Love is fickle. Short-lived celebrity marriages and the advent of speed dating are just some examples of modern romantic habits. But believe it or not, couples today are even dumping each other by text message. This was the story that Hotwire developed for Swiss mobile software company Sicap, a company helping to drive the adoption of text and picture messaging services for GSM operators. The story about lovers dumping each other by text message was syndicated around the world.
Sicap had two strategic objectives. The first was to launch Sicap’s Multi-Media Messaging Service, MMS Bulk to mobile operators, a product designed to help increase picture messaging traffic. Its secondary objective was to establish Sicap’s credibility among operators by demonstrating that Sicap understands the mobile market and its major business issues.
As a result, the agency developed a strategy that would maximise media exposure for the launch by exploring the mobile phone usage patterns of operators’ customers.
Hotwire knew that familiarity with picture messaging among consumers was limited and that consequently adoption rates were a major business concern for operators. Therefore the agency commissioned research that would both reveal the truth behind picture messaging adoption rates and create a human interest story to raise awareness of the service among consumers. The research would then go on to explore consumers’ use of text messaging, a more established and popular messaging service. Both pieces of research would be used to build awareness of Sicap.
In April 2004, NOP conducted research among mobile phone users aged 15 years and over to find out about their usage of text messaging and their views and experiences of picture messaging.
The survey revealed that 83% of British mobile phone users have yet to send their first picture message and that 17% have no idea how to send one. These findings were sent to the trade press. It also revealed that 44% of adults have flirted by text, 30% have argued by text, and nine per cent have broken up a relationship by text. These findings were sent to the consumer and national press on May Day bank holiday – a slow news day – to maximise media interest.

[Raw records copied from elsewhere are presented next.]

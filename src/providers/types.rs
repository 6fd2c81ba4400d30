use std::time::Duration;

use reqwest::Client;
use serde::{Serialize, Deserialize};

use crate::constants;

/// The remote LLM backends known to the registry
#[derive(Debug, Clone, Copy, PartialEq, Eq, Hash, Serialize, Deserialize)]
pub enum ProviderType {
    HuggingFace,
    LMStudio,
}

impl std::fmt::Display for ProviderType {
    fn fmt(&self, f: &mut std::fmt::Formatter<'_>) -> std::fmt::Result {
        match self {
            ProviderType::HuggingFace => write!(f, "HuggingFace"),
            ProviderType::LMStudio => write!(f, "LMStudio"),
        }
    }
}

impl From<&str> for ProviderType {
    fn from(s: &str) -> Self {
        match s.to_lowercase().as_str() {
            "huggingface" => ProviderType::HuggingFace,
            "lmstudio" => ProviderType::LMStudio,
            _ => panic!("Unknown provider: {}", s),
        }
    }
}

/// Catalog entry describing one model a provider exposes
///
/// `max_token_allowed` of 0 means the cap is not applicable, e.g. for
/// image-generation models.
#[derive(Debug, Clone, PartialEq, Eq, Serialize, Deserialize)]
pub struct ModelInfo {
    pub name: String,
    pub label: String,
    pub provider: ProviderType,
    pub max_token_allowed: u32,
}

/// Opaque handle binding a model to a provider endpoint and credential
///
/// The handle carries everything an inference client needs to issue
/// generation requests: the resolved base URL, the API key, and a
/// pre-built HTTP client. It performs no requests itself and is not
/// cached between calls.
#[derive(Debug)]
pub struct ModelHandle {
    provider: ProviderType,
    model: String,
    base_url: String,
    api_key: String,
    client: Client,
}

impl ModelHandle {
    pub(crate) fn new(provider: ProviderType, model: String, base_url: String, api_key: String) -> Self {
        let client = Client::builder()
            .timeout(Duration::from_secs(constants::HANDLE_TIMEOUT_SECS))
            .build()
            .expect("Failed to create HTTP client");

        Self { provider, model, base_url, api_key, client }
    }

    /// Get the owning provider type
    pub fn provider(&self) -> ProviderType {
        self.provider
    }

    /// Get the model identifier this handle is bound to
    pub fn model(&self) -> &str {
        &self.model
    }

    /// Get the endpoint base URL
    pub fn base_url(&self) -> &str {
        &self.base_url
    }

    /// Get the resolved API key
    pub fn api_key(&self) -> &str {
        &self.api_key
    }

    /// Get the HTTP client instance
    pub fn client(&self) -> &Client {
        &self.client
    }
}
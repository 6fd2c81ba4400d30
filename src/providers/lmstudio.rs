use std::collections::HashMap;
use std::time::Duration;

use async_trait::async_trait;
use log::warn;
use reqwest::Client;
use serde::Deserialize;
use url::Url;

use crate::config::{resolve_base_url_and_key, ProviderSettings, ResolverOptions};
use crate::constants;
use crate::errors::{LlmError, LlmResult};
use crate::providers::provider::LlmProvider;
use crate::providers::types::{ModelHandle, ModelInfo, ProviderType};

/// Registry entry for LM Studio (OpenAI-compatible local server)
///
/// The authoritative catalog lives on the local server, so unlike
/// HuggingFace the static list is not enforced when constructing handles;
/// callers are expected to pick names surfaced by `dynamic_models`.
pub struct LMStudioProvider {
    models: Vec<ModelInfo>,
    client: Client,
}

impl LMStudioProvider {
    /// Creates a new LM Studio registry entry
    pub fn new() -> Self {
        let models = vec![ModelInfo {
            name: "Qwen/Qwen2.5-Coder-32B-Instruct".to_string(),
            label: "Qwen2.5-Coder-32B-Instruct (LMStudio)".to_string(),
            provider: ProviderType::LMStudio,
            max_token_allowed: 8000,
        }];

        let client = Client::builder()
            .timeout(Duration::from_secs(constants::DISCOVERY_TIMEOUT_SECS))
            .build()
            .expect("Failed to create HTTP client");

        Self { models, client }
    }

    /// Fetch the model listing from a resolved base URL
    async fn fetch_models(&self, base_url: &str) -> LlmResult<Vec<ModelInfo>> {
        let endpoint = models_endpoint(base_url)?;

        let response = self.client.get(&endpoint).send().await?;

        if !response.status().is_success() {
            return Err(LlmError::InferenceFailed(format!(
                "LMStudio models endpoint '{}' returned status {}",
                endpoint,
                response.status()
            )));
        }

        #[derive(Deserialize)]
        struct LMStudioModelsResponse {
            data: Vec<LMStudioModelInfo>,
        }

        #[derive(Deserialize)]
        struct LMStudioModelInfo {
            id: String,
        }

        let listing: LMStudioModelsResponse = response.json().await?;

        let models = listing
            .data
            .into_iter()
            .map(|m| ModelInfo {
                label: m.id.clone(),
                name: m.id,
                provider: ProviderType::LMStudio,
                max_token_allowed: constants::DEFAULT_MAX_TOKEN_ALLOWED,
            })
            .collect();

        Ok(models)
    }
}

impl Default for LMStudioProvider {
    fn default() -> Self {
        Self::new()
    }
}

/// Normalize a base URL to the OpenAI-compatible `/v1/` prefix.
///
/// `http://host`, `http://host/` and `http://host/v1` all resolve to
/// `http://host/v1/`.
fn chat_base_url(raw: &str) -> LlmResult<String> {
    Url::parse(raw).map_err(|e| {
        LlmError::ConfigError(format!("invalid LMStudio base URL '{}': {}", raw, e))
    })?;

    let trimmed = raw.trim_end_matches('/');
    if trimmed.ends_with("/v1") {
        Ok(format!("{}/", trimmed))
    } else {
        Ok(format!("{}/v1/", trimmed))
    }
}

/// The models-listing endpoint under a normalized base URL
fn models_endpoint(raw: &str) -> LlmResult<String> {
    Ok(format!("{}models", chat_base_url(raw)?))
}

#[async_trait]
impl LlmProvider for LMStudioProvider {
    fn name(&self) -> &str {
        "LMStudio"
    }

    fn api_token_key(&self) -> &str {
        constants::LMSTUDIO_API_KEY_ENV
    }

    fn base_url_key(&self) -> &str {
        constants::LMSTUDIO_BASE_URL_ENV
    }

    fn api_key_link(&self) -> Option<&str> {
        Some(constants::LMSTUDIO_API_KEY_LINK)
    }

    fn label_for_api_key(&self) -> Option<&str> {
        Some("Get LMStudio")
    }

    fn icon(&self) -> Option<&str> {
        Some("i-ph:cloud-arrow-down")
    }

    fn static_models(&self) -> &[ModelInfo] {
        &self.models
    }

    /// Lists the models loaded into the local server.
    ///
    /// Requires a resolvable base URL; without one, or on any network or
    /// parse failure, degrades to an empty list so the static catalog
    /// stays usable.
    async fn dynamic_models(
        &self,
        api_keys: Option<&HashMap<String, String>>,
        settings: Option<&ProviderSettings>,
        server_env: &HashMap<String, String>,
    ) -> Vec<ModelInfo> {
        let resolved = resolve_base_url_and_key(ResolverOptions {
            provider_name: self.name(),
            api_keys,
            settings,
            server_env,
            base_url_key: self.base_url_key(),
            api_token_key: "",
        });

        let Some(base_url) = resolved.base_url else {
            return Vec::new();
        };

        match self.fetch_models(&base_url).await {
            Ok(models) => models,
            Err(err) => {
                warn!("Error getting LMStudio models: {}", err);
                Vec::new()
            }
        }
    }

    /// Resolves the API key and base URL (falling back to the default
    /// localhost endpoint) and returns a handle bound to the `/v1/` API
    fn model_instance(
        &self,
        model: &str,
        server_env: &HashMap<String, String>,
        api_keys: Option<&HashMap<String, String>>,
        settings: Option<&ProviderSettings>,
    ) -> LlmResult<ModelHandle> {
        let resolved = resolve_base_url_and_key(ResolverOptions {
            provider_name: self.name(),
            api_keys,
            settings,
            server_env,
            base_url_key: self.base_url_key(),
            api_token_key: self.api_token_key(),
        });

        let api_key = resolved.api_key.ok_or_else(|| {
            LlmError::MissingCredential(format!(
                "missing API key for {} provider",
                self.name()
            ))
        })?;

        let base_url = chat_base_url(
            resolved
                .base_url
                .as_deref()
                .unwrap_or(constants::LMSTUDIO_DEFAULT_BASE_URL),
        )?;

        Ok(ModelHandle::new(
            ProviderType::LMStudio,
            model.to_string(),
            base_url,
            api_key,
        ))
    }
}
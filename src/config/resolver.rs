//! Layered credential resolution for provider registry entries.
//!
//! Every provider resolves its endpoint and API key through the same
//! ordered set of sources: explicit call-time API keys, stored per-provider
//! settings, then an environment snapshot. The first non-empty value per
//! field wins. The function is pure; callers decide what "environment"
//! means by passing a snapshot (see [`server_env_from_process`]).

use std::collections::HashMap;
use std::env;

use serde::{Serialize, Deserialize};

/// Stored per-provider override record
///
/// Owned and persisted by the embedding application; read-only here.
#[derive(Debug, Clone, Serialize, Deserialize)]
pub struct ProviderSettings {
    pub base_url: Option<String>,
    pub api_key: Option<String>,
    #[serde(default = "default_enabled")]
    pub enabled: bool,
}

fn default_enabled() -> bool {
    true
}

impl Default for ProviderSettings {
    fn default() -> Self {
        Self {
            base_url: None,
            api_key: None,
            enabled: default_enabled(),
        }
    }
}

/// Inputs to a single credential resolution
pub struct ResolverOptions<'a> {
    /// Name of the provider being resolved, used to index `api_keys`
    pub provider_name: &'a str,
    /// Explicit call-time API keys, keyed by provider name
    pub api_keys: Option<&'a HashMap<String, String>>,
    /// Stored settings for this provider
    pub settings: Option<&'a ProviderSettings>,
    /// Environment snapshot, e.g. from [`server_env_from_process`]
    pub server_env: &'a HashMap<String, String>,
    /// Environment key naming the base URL, empty if the provider has a fixed endpoint
    pub base_url_key: &'a str,
    /// Environment key naming the API token, empty if the provider takes no token
    pub api_token_key: &'a str,
}

/// Result of one credential resolution, not retained between calls
#[derive(Debug, Clone, Default, PartialEq, Eq)]
pub struct ResolvedCredentials {
    pub base_url: Option<String>,
    pub api_key: Option<String>,
}

/// Resolve a provider's base URL and API key across configuration tiers.
///
/// Precedence per field, first non-empty value wins:
/// - `api_key`: explicit `api_keys[provider_name]`, then stored
///   `settings.api_key`, then `server_env[api_token_key]`
/// - `base_url`: stored `settings.base_url`, then `server_env[base_url_key]`
///
/// Empty strings are treated as absent. An empty key name disables the
/// environment tier for that field.
pub fn resolve_base_url_and_key(opts: ResolverOptions<'_>) -> ResolvedCredentials {
    let api_key = first_non_empty([
        opts.api_keys
            .and_then(|keys| keys.get(opts.provider_name))
            .map(String::as_str),
        opts.settings.and_then(|s| s.api_key.as_deref()),
        lookup_env(opts.server_env, opts.api_token_key),
    ]);

    let base_url = first_non_empty([
        opts.settings.and_then(|s| s.base_url.as_deref()),
        lookup_env(opts.server_env, opts.base_url_key),
    ]);

    ResolvedCredentials { base_url, api_key }
}

/// Snapshot the process environment for use as a resolver source
pub fn server_env_from_process() -> HashMap<String, String> {
    env::vars().collect()
}

fn lookup_env<'a>(server_env: &'a HashMap<String, String>, key: &str) -> Option<&'a str> {
    if key.is_empty() {
        return None;
    }
    server_env.get(key).map(String::as_str)
}

fn first_non_empty<'a, I>(candidates: I) -> Option<String>
where
    I: IntoIterator<Item = Option<&'a str>>,
{
    candidates
        .into_iter()
        .flatten()
        .find(|value| !value.is_empty())
        .map(str::to_string)
}
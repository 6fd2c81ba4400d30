//! Configuration module: layered credential resolution and the
//! declarative application manifest.
//!
//! Credential resolution merges three precedence tiers — explicit
//! call-time API keys, stored per-provider settings, and an environment
//! snapshot — into a resolved base URL and API key for one
//! model-instantiation call.
//!
//! # Example Manifest File
//!
//! ```toml
//! ignored_route_files = ["**/.*"]
//! server_module_format = "esm"
//! server_build_path = "build/index.js"
//! server_dependencies_to_bundle = ["@huggingface/.*"]
//!
//! [future]
//! v2_error_boundary = true
//!
//! [dev]
//! port = 5173
//! ```

mod resolver;
mod manifest;

pub use resolver::{
    ProviderSettings, ResolverOptions, ResolvedCredentials,
    resolve_base_url_and_key, server_env_from_process,
};
pub use manifest::{AppManifest, DevSettings, load_manifest, parse_manifest};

The fact that the ‘affair’ between David Beckham and Rebecca Loos and their use of text messaging to communicate with each other was a current hot news topic at the time was exploited to the full. To give the research real-life flavour, case studies of people who had been dumped and who had been stalked by text – a fact revealed by the survey – were also sourced and sold in to the media.
The picture messaging research findings were used to strengthen Sicap’s relationships with the trade media and were released at the Global Messaging show, a major trade exhibition in London, on 11 May. The story was picked up in key trades such as Mobile Europe and got wider exposure in news media such as BBC Online.
The dumping by text story was syndicated across the world, including in the US, Canada, South Africa and India, while locally Sicap’s story appeared in The Daily Telegraph, The Times, The Guardian and the Daily Mirror in the UK, generating more than 100 pieces of coverage.
Sicap head of marketing Per-Johan Lundin said: “The campaign that Hotwire implemented was creative, innovative and widely exceeded my expectations. I was extremely pleased with the number of press articles that Hotwire achieved across different media, from the nationals, newswires and mobile trade titles, which in turn greatly raised awareness of Sicap as a company. We used PR as the primary medium to launch this new product. The campaign was very successful in alerting our target operator customers to its launch and establishing us as a credible player in the picture messaging space.”